The Democrats tolerate antisemitism, while the GOP tolerates Trump. There’s nowhere to go.
A polling station in Winchester, Va., Nov. 7. PHOTO: DOMINIC GWINN/ZUMA PRESS
With antisemitism everywhere on the rise, including in the Democratic Party, there is still no clear sign that American Jews have begun to abandon the Democrats. Past polls have shown 7 in 10 American Jews voting Democratic in recent presidential elections, and my guess is that the ratio may even be higher in 2024. A joke has it that Reform Judaism is nothing more than the Democratic Party platform with holidays added. I don’t hear many Republicans laughing.
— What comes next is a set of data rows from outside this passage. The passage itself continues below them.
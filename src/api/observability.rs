use crate::api::AppState;
use crate::api::auth::AuthUser;
use axum::{extract::State, http::HeaderValue, response::IntoResponse};
use std::sync::Arc;

pub async fn get_metrics(
    State(state): State<Arc<AppState>>,
    _user: AuthUser,
) -> impl IntoResponse {
    state.prometheus_handle.as_ref().map_or_else(
        || "Metrics not enabled or failed to initialize".to_string(),
        metrics_exporter_prometheus::PrometheusHandle::render,
    )
}

use axum::{extract::Request, middleware::Next, response::Response};
use std::time::Instant;
use tracing::{Instrument, info, info_span};
use uuid::Uuid;

pub async fn track_requests(req: Request, next: Next) -> Response {
    let start = Instant::now();
    let request_id = Uuid::new_v4().to_string();

    let method = req.method().to_string();
    let uri = req.uri().path().to_string();

    let matched_path = req
        .extensions()
        .get::<axum::extract::MatchedPath>()
        .map(|mp| mp.as_str().to_string());

    let matched_path_span = matched_path.clone();

    let span = info_span!(
        "request",
        request_id = %request_id,
        method = %method,
        path = %uri,
        route = matched_path_span,
        user_id = tracing::field::Empty,
    );

    async move {
        let response = next.run(req).await;

        let duration_ms = u64::try_from(start.elapsed().as_millis()).unwrap_or(u64::MAX);
        let status = response.status().as_u16();

        let outcome = if status >= 500 {
            "error"
        } else if status >= 400 {
            "client_error"
        } else {
            "success"
        };

        // Use matched_path if available to avoid cardinality explosion
        let metrics_path = matched_path.as_deref().unwrap_or(&uri);

        let labels = [
            ("method", method.clone()),
            ("path", metrics_path.to_string()),
            ("status", status.to_string()),
        ];

        metrics::counter!("http_requests_total", &labels).increment(1);
        metrics::histogram!("http_request_duration_seconds", &labels)
            .record(start.elapsed().as_secs_f64());

        info!(
            event = "http_request_finished",
            duration_ms = duration_ms,
            status_code = status,
            outcome = %outcome,
            "Request finished"
        );

        response
    }
    .instrument(span)
    .await
}

pub async fn security_headers_middleware(req: Request, next: Next) -> Response {
    let mut response = next.run(req).await;
    let headers = response.headers_mut();

    headers.insert(
        "x-content-type-options",
        HeaderValue::from_static("nosniff"),
    );
    headers.insert("x-frame-options", HeaderValue::from_static("DENY"));
    headers.insert(
        "referrer-policy",
        HeaderValue::from_static("strict-origin-when-cross-origin"),
    );

    response
}
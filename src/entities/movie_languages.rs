use sea_orm::entity::prelude::*;

#[derive(Clone, Debug, PartialEq, Eq, DeriveEntityModel)]
#[sea_orm(table_name = "movie_languages")]
pub struct Model {
    #[sea_orm(primary_key, auto_increment = false)]
    pub movie_id: i32,
    #[sea_orm(primary_key, auto_increment = false)]
    pub language_id: i32,
}

#[derive(Copy, Clone, Debug, EnumIter, DeriveRelation)]
pub enum Relation {
    #[sea_orm(
        belongs_to = "super::movies::Entity",
        from = "Column::MovieId",
        to = "super::movies::Column::Id",
        on_update = "NoAction",
        on_delete = "Cascade"
    )]
    Movies,
    #[sea_orm(
        belongs_to = "super::languages::Entity",
        from = "Column::LanguageId",
        to = "super::languages::Column::Id",
        on_update = "NoAction",
        on_delete = "Cascade"
    )]
    Languages,
}

impl Related<super::movies::Entity> for Entity {
    fn to() -> RelationDef {
        Relation::Movies.def()
    }
}

impl Related<super::languages::Entity> for Entity {
    fn to() -> RelationDef {
        Relation::Languages.def()
    }
}

impl ActiveModelBehavior for ActiveModel {}
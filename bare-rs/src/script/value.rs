//! Runtime value type for the scripting language.
//!
//! Values are dynamically typed.  Arrays and objects are reference types:
//! library functions such as `arrayPush` mutate them in place, and every
//! variable holding the same array observes the change.

use std::cell::RefCell;
use std::cmp::Ordering;
use std::fmt;
use std::rc::Rc;
use std::sync::Arc;

use chrono::{DateTime, FixedOffset, SecondsFormat};
use indexmap::IndexMap;

use super::error::CallError;
use super::interp::ExecContext;
use super::stmt::FunctionDef;

pub type Array = Rc<RefCell<Vec<Value>>>;
pub type Object = Rc<RefCell<IndexMap<String, Value>>>;

/// Signature of a host-provided function value.
pub type HostFn = dyn Fn(&[Value], &mut ExecContext) -> Result<Value, CallError>;

/// A script runtime value.
#[derive(Clone, Default)]
pub enum Value {
    #[default]
    Null,
    Bool(bool),
    Number(f64),
    Str(String),
    Datetime(DateTime<FixedOffset>),
    Array(Array),
    Object(Object),
    Function(Function),
    /// Regular expressions are not implemented; the variant exists so the
    /// type tag is reserved.
    Regex,
}

/// A callable value.
#[derive(Clone)]
pub enum Function {
    /// A standard library function, dispatched by name.
    Native(&'static str),
    /// A function defined by a script `function` statement.
    Script(Arc<FunctionDef>),
    /// A function supplied by the host application.
    Host(Rc<HostFn>),
    /// A function with leading arguments already bound (`systemPartial`).
    Partial(Rc<Function>, Rc<[Value]>),
}

impl Function {
    /// Wrap a host closure as a function value.
    pub fn host<F>(f: F) -> Function
    where
        F: Fn(&[Value], &mut ExecContext) -> Result<Value, CallError> + 'static,
    {
        Function::Host(Rc::new(f))
    }

    fn same(&self, other: &Function) -> bool {
        match (self, other) {
            (Function::Native(a), Function::Native(b)) => a == b,
            (Function::Script(a), Function::Script(b)) => Arc::ptr_eq(a, b),
            (Function::Host(a), Function::Host(b)) => Rc::ptr_eq(a, b),
            (Function::Partial(fa, aa), Function::Partial(fb, ab)) => {
                fa.same(fb) && aa.len() == ab.len() && aa.iter().zip(ab.iter()).all(|(x, y)| x == y)
            }
            _ => false,
        }
    }
}

impl fmt::Debug for Function {
    fn fmt(&self, f: &mut fmt::Formatter<'_>) -> fmt::Result {
        match self {
            Function::Native(name) => write!(f, "Native({name})"),
            Function::Script(def) => write!(f, "Script({})", def.name),
            Function::Host(_) => f.write_str("Host"),
            Function::Partial(func, args) => write!(f, "Partial({func:?}, {} args)", args.len()),
        }
    }
}

impl fmt::Debug for Value {
    fn fmt(&self, f: &mut fmt::Formatter<'_>) -> fmt::Result {
        match self {
            Value::Null => f.write_str("Null"),
            Value::Bool(b) => write!(f, "Bool({b})"),
            Value::Number(x) => write!(f, "Number({x})"),
            Value::Str(s) => write!(f, "Str({s:?})"),
            Value::Datetime(dt) => write!(f, "Datetime({})", dt.to_rfc3339()),
            Value::Array(a) => f.debug_tuple("Array").field(&*a.borrow()).finish(),
            Value::Object(o) => f.debug_tuple("Object").field(&*o.borrow()).finish(),
            Value::Function(func) => write!(f, "Function({func:?})"),
            Value::Regex => f.write_str("Regex"),
        }
    }
}

/// Structural equality: arrays and objects compare by contents, functions by
/// identity.  This is stricter than [`Value::compare`], which treats all
/// objects as equal.
impl PartialEq for Value {
    fn eq(&self, other: &Value) -> bool {
        match (self, other) {
            (Value::Null, Value::Null) | (Value::Regex, Value::Regex) => true,
            (Value::Bool(a), Value::Bool(b)) => a == b,
            (Value::Number(a), Value::Number(b)) => a == b,
            (Value::Str(a), Value::Str(b)) => a == b,
            (Value::Datetime(a), Value::Datetime(b)) => a == b,
            (Value::Array(a), Value::Array(b)) => Rc::ptr_eq(a, b) || *a.borrow() == *b.borrow(),
            (Value::Object(a), Value::Object(b)) => Rc::ptr_eq(a, b) || *a.borrow() == *b.borrow(),
            (Value::Function(a), Value::Function(b)) => a.same(b),
            _ => false,
        }
    }
}

impl From<f64> for Value {
    fn from(x: f64) -> Self {
        Value::Number(x)
    }
}

impl From<bool> for Value {
    fn from(b: bool) -> Self {
        Value::Bool(b)
    }
}

impl From<&str> for Value {
    fn from(s: &str) -> Self {
        Value::Str(s.to_owned())
    }
}

impl From<String> for Value {
    fn from(s: String) -> Self {
        Value::Str(s)
    }
}

impl From<Vec<Value>> for Value {
    fn from(values: Vec<Value>) -> Self {
        Value::Array(Rc::new(RefCell::new(values)))
    }
}

impl From<IndexMap<String, Value>> for Value {
    fn from(map: IndexMap<String, Value>) -> Self {
        Value::Object(Rc::new(RefCell::new(map)))
    }
}

impl From<Function> for Value {
    fn from(func: Function) -> Self {
        Value::Function(func)
    }
}

impl fmt::Display for Value {
    fn fmt(&self, f: &mut fmt::Formatter<'_>) -> fmt::Result {
        match self {
            Value::Null => f.write_str("null"),
            Value::Bool(b) => write!(f, "{b}"),
            Value::Number(x) => f.write_str(&number_string(*x)),
            Value::Str(s) => f.write_str(s),
            Value::Datetime(dt) => f.write_str(&datetime_string(dt)),
            Value::Array(_) | Value::Object(_) => {
                let json = to_json(self, false).unwrap_or(serde_json::Value::Null);
                f.write_str(&json.to_string())
            }
            Value::Function(_) => f.write_str("<function>"),
            Value::Regex => f.write_str("<regex>"),
        }
    }
}

impl Value {
    /// Create an array value.
    pub fn array(values: Vec<Value>) -> Value {
        values.into()
    }

    /// Create an object value.
    pub fn object(map: IndexMap<String, Value>) -> Value {
        map.into()
    }

    /// Coerce to boolean.  Empty arrays are false but empty objects are
    /// true.
    pub fn as_bool(&self) -> bool {
        match self {
            Value::Null => false,
            Value::Bool(b) => *b,
            Value::Number(x) => *x != 0.0,
            Value::Str(s) => !s.is_empty(),
            Value::Array(a) => !a.borrow().is_empty(),
            Value::Datetime(_) | Value::Object(_) | Value::Function(_) | Value::Regex => true,
        }
    }

    /// The number, if this is a number.
    pub fn as_number(&self) -> Option<f64> {
        match self {
            Value::Number(x) => Some(*x),
            _ => None,
        }
    }

    /// The number, if this is an integral number.
    pub fn as_integer(&self) -> Option<i64> {
        match self {
            Value::Number(x) if x.is_finite() && x.fract() == 0.0 => Some(*x as i64),
            _ => None,
        }
    }

    /// The string slice, if this is a string.
    pub fn as_str(&self) -> Option<&str> {
        match self {
            Value::Str(s) => Some(s),
            _ => None,
        }
    }

    pub fn is_null(&self) -> bool {
        matches!(self, Value::Null)
    }

    /// Name of the type, as returned by `systemType()`.
    pub fn type_name(&self) -> &'static str {
        match self {
            Value::Null => "null",
            Value::Bool(_) => "boolean",
            Value::Number(_) => "number",
            Value::Str(_) => "string",
            Value::Datetime(_) => "datetime",
            Value::Array(_) => "array",
            Value::Object(_) => "object",
            Value::Function(_) => "function",
            Value::Regex => "regex",
        }
    }

    /// Total ordering used by comparison operators and `arraySort`.
    ///
    /// Null sorts first.  Values of different types order by type name, so
    /// objects, functions and regexes of any content compare equal to others
    /// of the same type.
    pub fn compare(&self, other: &Value) -> Ordering {
        match (self, other) {
            (Value::Null, Value::Null) => Ordering::Equal,
            (Value::Null, _) => Ordering::Less,
            (_, Value::Null) => Ordering::Greater,
            (Value::Str(a), Value::Str(b)) => a.cmp(b),
            (Value::Bool(a), Value::Bool(b)) => a.cmp(b),
            (Value::Number(a), Value::Number(b)) => {
                if a < b {
                    Ordering::Less
                } else if a == b {
                    Ordering::Equal
                } else {
                    Ordering::Greater
                }
            }
            (Value::Datetime(a), Value::Datetime(b)) => a.cmp(b),
            (Value::Array(a), Value::Array(b)) => {
                // Clone out so a comparison never holds two borrows of the
                // same cell.
                let a = a.borrow().clone();
                let b = b.borrow().clone();
                for (x, y) in a.iter().zip(b.iter()) {
                    let ord = x.compare(y);
                    if ord != Ordering::Equal {
                        return ord;
                    }
                }
                a.len().cmp(&b.len())
            }
            _ => self.type_name().cmp(other.type_name()),
        }
    }
}

/// Format a number the shortest way that round-trips, without a trailing
/// `.0`.
///
/// Decimal exponents below -4 or from 16 up use exponent form with a signed,
/// at least two-digit exponent: `1e+21`, `1.5e-07`.
pub fn number_string(x: f64) -> String {
    if x.is_nan() {
        return "NaN".to_owned();
    }
    if x.is_infinite() {
        return if x > 0.0 { "Infinity" } else { "-Infinity" }.to_owned();
    }
    let sci = format!("{x:e}");
    if let Some((mantissa, exp)) = sci.split_once('e') {
        if let Ok(exp) = exp.parse::<i32>() {
            if x != 0.0 && !(-4..16).contains(&exp) {
                let sign = if exp < 0 { '-' } else { '+' };
                return format!("{mantissa}e{sign}{:02}", exp.abs());
            }
        }
    }
    format!("{x}")
}

/// ISO-8601 with the value's own UTC offset.
pub fn datetime_string(dt: &DateTime<FixedOffset>) -> String {
    dt.to_rfc3339_opts(SecondsFormat::AutoSi, false)
}

// ── JSON bridge ───────────────────────────────────────────────────────────────

/// Convert a value to JSON with object keys sorted.
///
/// With `strict`, values that have no JSON form (functions, regexes,
/// non-finite numbers) are an error.  Otherwise they become `null`.
pub fn to_json(value: &Value, strict: bool) -> Result<serde_json::Value, String> {
    Ok(match value {
        Value::Null => serde_json::Value::Null,
        Value::Bool(b) => serde_json::Value::Bool(*b),
        Value::Number(x) => match json_number(*x) {
            Some(n) => n,
            None if strict => return Err(format!("{} is not JSON serializable", number_string(*x))),
            None => serde_json::Value::Null,
        },
        Value::Str(s) => serde_json::Value::String(s.clone()),
        Value::Datetime(dt) => serde_json::Value::String(datetime_string(dt)),
        Value::Array(a) => {
            let items = a.borrow().clone();
            serde_json::Value::Array(items.iter().map(|v| to_json(v, strict)).collect::<Result<_, _>>()?)
        }
        Value::Object(o) => {
            let mut entries: Vec<(String, Value)> =
                o.borrow().iter().map(|(k, v)| (k.clone(), v.clone())).collect();
            entries.sort_by(|a, b| a.0.cmp(&b.0));
            let mut map = serde_json::Map::new();
            for (k, v) in entries {
                map.insert(k, to_json(&v, strict)?);
            }
            serde_json::Value::Object(map)
        }
        Value::Function(_) | Value::Regex if strict => {
            return Err(format!("{} is not JSON serializable", value.type_name()));
        }
        Value::Function(_) | Value::Regex => serde_json::Value::Null,
    })
}

fn json_number(x: f64) -> Option<serde_json::Value> {
    if x.fract() == 0.0 && x.abs() < 9.007_199_254_740_992e15 {
        Some(serde_json::Value::from(x as i64))
    } else {
        serde_json::Number::from_f64(x).map(serde_json::Value::Number)
    }
}

/// Convert parsed JSON to a value, preserving object key order.
pub fn from_json(json: serde_json::Value) -> Value {
    match json {
        serde_json::Value::Null => Value::Null,
        serde_json::Value::Bool(b) => Value::Bool(b),
        serde_json::Value::Number(n) => Value::Number(n.as_f64().unwrap_or(f64::NAN)),
        serde_json::Value::String(s) => Value::Str(s),
        serde_json::Value::Array(items) => Value::array(items.into_iter().map(from_json).collect()),
        serde_json::Value::Object(map) => {
            Value::object(map.into_iter().map(|(k, v)| (k, from_json(v))).collect())
        }
    }
}

// ── Tests ─────────────────────────────────────────────────────────────────────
How has it come about that the Jews, a people known for their cerebral powers, often vote and act against their own best interests? Might it be that until the formation of the state of Israel in 1948, the Jews had almost no firsthand or direct experience of political power? Yiddish is said to be the only modern language never to have been spoken by a ruling class. Before the formation of the state of Israel, Jews were perennially political outsiders.
Then, too, the socialist strain among Jews has always been strong. Irving Kristol, in his 1999 essay, “On the Political Stupidity of the Jews,” noted that “the majority of former socialists—in almost every country—remain opponents of capitalism. Socialism today is a political goal that dares not say its name, because socialism as a system has been discredited.”
Most Jews may have given up on socialism—with Jewish socialist thinkers from Leon Trotsky to Harold Laski having been disqualified—but many have been unable to turn away from the sentiments behind it: a sympathy for those it takes to be the underdog, a rough notion of justice that puts them on the side of all minorities, a disregard for political tradition. According to Kristol, himself Jewish, Jews tended to favor theory over practice, so they viewed even anti-Israel institutions like the United Nations favorably.
At the entrance to the nearby synagogue where my own sons long ago had their bar mitzvahs, there is a large sign in support of Black Lives Matter, an anti-Israel movement tinged with antisemitism. I have twice called to suggest the sign be taken down, to no avail.
Meanwhile the Jewish antipathy for the Republican Party goes back to the days of Jewish academic quotas, restricted neighborhoods and corporate discrimination. Those Ivy League and other universities that for decades strictly rationed the number of Jews they allowed in, those neighborhoods with unspoken agreements not to sell or rent real estate to Jews, those large corporations that for decades refused to hire Jews, all were thought to be run, inhabited, owned by Republicans.
During World War II the Republican America-first policy didn’t help. People such as Chicago Tribune publisher Robert “Colonel” McCormick argued that America had no business in the war, while Hitler was killing millions of Jews. Not that the Democrats were so solid on this front either, for we now know that Franklin D. Roosevelt, in his day a heroic figure to many Jews, failed to lift the quotas on Jews being admitted to this country and thus prevented more Jews from escaping the Holocaust. He also decided not to bomb the rail lines leading to Nazi death camps.
With memories of all this, it has been difficult—make that all but impossible—for many Jews to vote for Republicans. And it remains so now, even with Democratic Rep. Ilhan Omar claiming that American support for Israel was “all about the Benjamins, baby.” She is supported in her antisemitism by Rep. Rashida Tlaib, who has long accused the Israelis of apartheid and more recently has opposed American aid to Israel, whose policies, in her view, were the cause of the massacre of Oct. 7. Another Democrat, Rep. Pramila Jayapal, has been accusing not Hamas but Israel of war crimes. Sen. Chuck Schumer, while speaking in opposition to such views, has failed to denounce those people in Congress of his own party who espouse them. And then there is Sen. Bernie Sanders, a Jew who is no friend to Israel. No, it’s distinctly not our fathers’ Democratic Party.
The Democrats can no doubt count on the Jews voting as a bloc for them yet again. But then, where else, politically, are American Jews to go? As long as Donald Trump is the all but titular head of the Republican Party, voting Republican is not a very appealing option. The critic Dwight Macdonald long ago referred to our two political parties as “Tweedledum and Tweedledumber.” Which, Democrat or Republican, is the dumber? On this complicated question, I’ll let you decide.
Mr. Epstein is author, most recently, of “The Novel, Who Needs It?”